(Stored items from a collection)
■ ■ ■ ■

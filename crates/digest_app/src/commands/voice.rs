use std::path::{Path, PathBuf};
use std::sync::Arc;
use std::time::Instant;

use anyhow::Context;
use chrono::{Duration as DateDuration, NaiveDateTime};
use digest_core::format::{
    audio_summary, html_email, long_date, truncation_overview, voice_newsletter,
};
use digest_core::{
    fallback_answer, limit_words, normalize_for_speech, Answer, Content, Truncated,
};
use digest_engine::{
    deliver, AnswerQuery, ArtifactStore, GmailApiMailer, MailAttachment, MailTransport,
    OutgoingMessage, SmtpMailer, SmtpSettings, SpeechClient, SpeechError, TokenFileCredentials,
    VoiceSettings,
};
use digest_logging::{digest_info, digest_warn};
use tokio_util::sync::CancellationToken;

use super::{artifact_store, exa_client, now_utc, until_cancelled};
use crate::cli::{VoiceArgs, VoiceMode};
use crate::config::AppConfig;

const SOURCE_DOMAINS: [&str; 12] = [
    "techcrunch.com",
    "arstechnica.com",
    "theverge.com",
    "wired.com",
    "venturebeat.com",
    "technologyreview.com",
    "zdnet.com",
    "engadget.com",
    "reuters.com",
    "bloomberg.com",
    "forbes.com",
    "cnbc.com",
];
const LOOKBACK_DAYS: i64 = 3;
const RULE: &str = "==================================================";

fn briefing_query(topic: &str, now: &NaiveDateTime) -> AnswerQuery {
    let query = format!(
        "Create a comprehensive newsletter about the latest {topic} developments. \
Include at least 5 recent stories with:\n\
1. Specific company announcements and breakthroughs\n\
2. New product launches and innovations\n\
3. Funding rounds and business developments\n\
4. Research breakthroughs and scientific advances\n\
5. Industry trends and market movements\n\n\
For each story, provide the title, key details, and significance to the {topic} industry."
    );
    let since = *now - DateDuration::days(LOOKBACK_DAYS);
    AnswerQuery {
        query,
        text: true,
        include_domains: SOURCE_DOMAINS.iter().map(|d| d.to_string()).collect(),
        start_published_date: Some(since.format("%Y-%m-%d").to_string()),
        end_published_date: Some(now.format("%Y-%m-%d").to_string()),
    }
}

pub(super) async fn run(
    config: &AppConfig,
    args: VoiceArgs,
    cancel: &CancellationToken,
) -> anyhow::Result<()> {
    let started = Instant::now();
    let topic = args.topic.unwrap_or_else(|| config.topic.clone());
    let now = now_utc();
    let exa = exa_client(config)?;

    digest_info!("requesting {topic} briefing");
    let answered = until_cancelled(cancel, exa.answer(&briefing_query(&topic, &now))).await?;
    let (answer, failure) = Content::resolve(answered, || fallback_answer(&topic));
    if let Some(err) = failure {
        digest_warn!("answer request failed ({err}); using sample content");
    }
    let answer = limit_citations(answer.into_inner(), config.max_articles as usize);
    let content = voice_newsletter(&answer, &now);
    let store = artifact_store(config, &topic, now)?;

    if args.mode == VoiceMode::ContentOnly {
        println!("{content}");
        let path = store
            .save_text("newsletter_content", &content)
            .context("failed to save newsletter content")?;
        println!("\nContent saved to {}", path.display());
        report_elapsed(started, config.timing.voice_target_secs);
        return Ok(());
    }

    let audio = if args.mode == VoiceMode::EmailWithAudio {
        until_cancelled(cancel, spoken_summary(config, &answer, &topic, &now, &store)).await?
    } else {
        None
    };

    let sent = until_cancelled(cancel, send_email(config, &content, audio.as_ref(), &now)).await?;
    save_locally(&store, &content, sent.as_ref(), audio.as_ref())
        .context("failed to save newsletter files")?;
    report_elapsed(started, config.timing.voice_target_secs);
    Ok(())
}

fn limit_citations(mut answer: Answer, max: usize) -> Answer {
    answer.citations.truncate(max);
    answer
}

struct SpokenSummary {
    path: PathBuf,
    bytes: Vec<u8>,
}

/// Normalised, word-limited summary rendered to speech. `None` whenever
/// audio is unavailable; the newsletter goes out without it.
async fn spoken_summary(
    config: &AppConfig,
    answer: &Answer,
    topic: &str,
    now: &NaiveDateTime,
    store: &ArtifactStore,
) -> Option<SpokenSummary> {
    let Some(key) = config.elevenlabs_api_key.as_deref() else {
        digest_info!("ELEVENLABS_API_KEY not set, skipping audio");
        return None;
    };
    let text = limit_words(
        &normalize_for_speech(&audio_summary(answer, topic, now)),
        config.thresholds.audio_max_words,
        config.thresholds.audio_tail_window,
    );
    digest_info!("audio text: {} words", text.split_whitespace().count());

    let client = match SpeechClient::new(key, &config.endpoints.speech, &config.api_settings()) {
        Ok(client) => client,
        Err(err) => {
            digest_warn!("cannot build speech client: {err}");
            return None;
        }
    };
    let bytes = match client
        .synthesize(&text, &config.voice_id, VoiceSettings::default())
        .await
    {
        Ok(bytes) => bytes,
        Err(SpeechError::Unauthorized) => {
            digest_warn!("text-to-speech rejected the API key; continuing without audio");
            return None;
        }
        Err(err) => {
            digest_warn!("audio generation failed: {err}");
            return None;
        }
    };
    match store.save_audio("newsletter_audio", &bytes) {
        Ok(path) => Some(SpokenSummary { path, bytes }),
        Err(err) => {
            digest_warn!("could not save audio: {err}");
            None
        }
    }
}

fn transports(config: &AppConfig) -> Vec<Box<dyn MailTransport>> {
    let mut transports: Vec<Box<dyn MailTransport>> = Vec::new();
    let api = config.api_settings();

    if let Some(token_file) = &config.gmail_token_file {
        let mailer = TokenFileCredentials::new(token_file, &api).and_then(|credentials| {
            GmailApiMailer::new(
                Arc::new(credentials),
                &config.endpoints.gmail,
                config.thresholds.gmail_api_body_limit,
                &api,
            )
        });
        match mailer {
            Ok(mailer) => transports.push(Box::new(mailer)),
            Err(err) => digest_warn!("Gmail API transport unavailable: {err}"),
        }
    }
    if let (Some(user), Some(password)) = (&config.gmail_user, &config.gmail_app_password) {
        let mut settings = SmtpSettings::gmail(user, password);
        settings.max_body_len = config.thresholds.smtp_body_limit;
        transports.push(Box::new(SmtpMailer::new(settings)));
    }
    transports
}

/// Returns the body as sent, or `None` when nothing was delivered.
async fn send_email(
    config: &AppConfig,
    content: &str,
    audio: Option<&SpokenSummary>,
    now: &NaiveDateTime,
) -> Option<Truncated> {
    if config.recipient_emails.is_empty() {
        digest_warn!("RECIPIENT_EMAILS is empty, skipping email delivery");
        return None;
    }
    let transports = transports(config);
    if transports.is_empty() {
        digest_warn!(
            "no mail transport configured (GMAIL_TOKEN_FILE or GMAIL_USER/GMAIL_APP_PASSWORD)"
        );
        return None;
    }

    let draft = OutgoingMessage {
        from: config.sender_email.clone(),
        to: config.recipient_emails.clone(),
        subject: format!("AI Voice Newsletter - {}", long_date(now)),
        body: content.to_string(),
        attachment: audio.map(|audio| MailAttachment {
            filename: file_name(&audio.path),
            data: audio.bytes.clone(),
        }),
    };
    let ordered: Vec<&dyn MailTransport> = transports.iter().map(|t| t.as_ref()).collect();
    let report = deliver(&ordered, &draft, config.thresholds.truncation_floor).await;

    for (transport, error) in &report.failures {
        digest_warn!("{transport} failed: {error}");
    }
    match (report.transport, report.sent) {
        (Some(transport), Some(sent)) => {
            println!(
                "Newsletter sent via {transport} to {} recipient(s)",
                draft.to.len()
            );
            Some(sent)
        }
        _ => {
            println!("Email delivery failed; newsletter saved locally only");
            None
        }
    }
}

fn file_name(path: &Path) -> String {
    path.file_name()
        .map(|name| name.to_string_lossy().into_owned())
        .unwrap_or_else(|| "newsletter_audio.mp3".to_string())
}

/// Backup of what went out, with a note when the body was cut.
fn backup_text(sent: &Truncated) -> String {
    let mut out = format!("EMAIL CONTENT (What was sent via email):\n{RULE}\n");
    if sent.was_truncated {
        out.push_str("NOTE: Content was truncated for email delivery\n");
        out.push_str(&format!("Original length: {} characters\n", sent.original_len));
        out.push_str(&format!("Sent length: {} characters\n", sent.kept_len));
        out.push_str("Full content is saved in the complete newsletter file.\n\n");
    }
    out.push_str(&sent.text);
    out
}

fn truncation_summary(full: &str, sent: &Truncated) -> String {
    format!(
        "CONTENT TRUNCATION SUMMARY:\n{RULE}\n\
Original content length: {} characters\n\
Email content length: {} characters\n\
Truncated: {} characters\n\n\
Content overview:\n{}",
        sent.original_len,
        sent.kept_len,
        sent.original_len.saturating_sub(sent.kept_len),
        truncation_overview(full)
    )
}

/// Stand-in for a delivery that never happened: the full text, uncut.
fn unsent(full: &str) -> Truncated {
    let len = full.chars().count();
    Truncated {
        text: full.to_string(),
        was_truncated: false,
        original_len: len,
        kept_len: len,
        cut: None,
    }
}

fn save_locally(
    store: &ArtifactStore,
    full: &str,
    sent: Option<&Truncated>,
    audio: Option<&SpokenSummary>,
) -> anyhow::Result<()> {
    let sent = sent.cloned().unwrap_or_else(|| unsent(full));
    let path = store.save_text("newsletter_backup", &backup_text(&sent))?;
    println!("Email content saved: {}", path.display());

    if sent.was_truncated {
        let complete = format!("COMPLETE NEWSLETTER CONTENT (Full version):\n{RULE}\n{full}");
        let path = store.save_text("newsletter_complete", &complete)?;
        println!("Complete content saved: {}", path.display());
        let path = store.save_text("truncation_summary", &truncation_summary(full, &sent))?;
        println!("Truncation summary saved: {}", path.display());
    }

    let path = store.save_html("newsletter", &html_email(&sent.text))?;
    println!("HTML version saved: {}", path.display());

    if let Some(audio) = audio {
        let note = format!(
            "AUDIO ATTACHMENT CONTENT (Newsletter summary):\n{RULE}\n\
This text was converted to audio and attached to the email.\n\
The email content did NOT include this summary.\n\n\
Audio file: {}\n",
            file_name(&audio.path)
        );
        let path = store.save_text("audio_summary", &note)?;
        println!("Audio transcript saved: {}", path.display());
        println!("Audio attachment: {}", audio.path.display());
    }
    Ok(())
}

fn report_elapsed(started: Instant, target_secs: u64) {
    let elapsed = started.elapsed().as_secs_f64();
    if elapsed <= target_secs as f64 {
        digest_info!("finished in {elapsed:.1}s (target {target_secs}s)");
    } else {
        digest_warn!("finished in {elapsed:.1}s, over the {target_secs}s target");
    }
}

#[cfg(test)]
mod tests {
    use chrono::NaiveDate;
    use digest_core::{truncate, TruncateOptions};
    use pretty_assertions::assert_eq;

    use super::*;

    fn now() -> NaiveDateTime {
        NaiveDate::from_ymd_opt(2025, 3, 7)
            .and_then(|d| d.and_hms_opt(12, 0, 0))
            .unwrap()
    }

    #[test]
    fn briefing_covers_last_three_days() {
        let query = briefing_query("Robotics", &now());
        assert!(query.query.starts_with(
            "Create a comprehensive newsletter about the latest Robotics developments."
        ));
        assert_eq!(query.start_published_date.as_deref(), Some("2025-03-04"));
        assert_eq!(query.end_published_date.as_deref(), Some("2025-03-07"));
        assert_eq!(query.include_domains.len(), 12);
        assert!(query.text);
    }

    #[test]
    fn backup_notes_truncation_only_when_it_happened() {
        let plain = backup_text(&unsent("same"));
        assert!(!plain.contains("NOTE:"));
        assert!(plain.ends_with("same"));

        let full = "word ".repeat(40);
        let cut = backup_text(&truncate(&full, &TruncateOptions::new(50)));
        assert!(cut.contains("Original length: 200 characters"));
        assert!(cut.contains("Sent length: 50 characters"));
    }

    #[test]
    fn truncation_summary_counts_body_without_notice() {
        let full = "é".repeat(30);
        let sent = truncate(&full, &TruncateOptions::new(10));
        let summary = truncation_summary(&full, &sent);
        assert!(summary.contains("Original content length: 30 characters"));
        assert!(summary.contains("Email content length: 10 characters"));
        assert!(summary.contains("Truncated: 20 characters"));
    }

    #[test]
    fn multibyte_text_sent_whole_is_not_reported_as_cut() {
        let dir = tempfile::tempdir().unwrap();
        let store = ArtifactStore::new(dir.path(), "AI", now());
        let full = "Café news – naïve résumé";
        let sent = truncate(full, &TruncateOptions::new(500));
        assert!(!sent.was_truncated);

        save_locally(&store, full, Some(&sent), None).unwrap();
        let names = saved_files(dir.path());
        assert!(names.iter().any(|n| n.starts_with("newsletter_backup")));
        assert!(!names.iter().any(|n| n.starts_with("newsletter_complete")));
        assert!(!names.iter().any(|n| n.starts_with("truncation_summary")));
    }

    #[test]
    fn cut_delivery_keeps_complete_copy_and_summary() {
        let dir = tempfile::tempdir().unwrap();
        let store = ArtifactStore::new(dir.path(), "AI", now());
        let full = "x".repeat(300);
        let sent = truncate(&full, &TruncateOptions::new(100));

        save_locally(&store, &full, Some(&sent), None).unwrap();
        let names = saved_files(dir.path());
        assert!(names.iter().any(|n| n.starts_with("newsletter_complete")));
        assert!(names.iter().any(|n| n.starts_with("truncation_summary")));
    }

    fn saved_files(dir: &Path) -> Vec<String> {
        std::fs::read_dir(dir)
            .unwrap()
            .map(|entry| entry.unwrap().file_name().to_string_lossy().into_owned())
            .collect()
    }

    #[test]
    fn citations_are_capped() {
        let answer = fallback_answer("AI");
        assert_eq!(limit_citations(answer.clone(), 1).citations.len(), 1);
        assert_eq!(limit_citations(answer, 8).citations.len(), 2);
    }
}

■ ■ ■ ■

● **PROBLEM REQUIREMENTS**: Provide the number of lines in the entries that include "DateDuration", and no other text.

● **THE COMPLETED TASK**: 2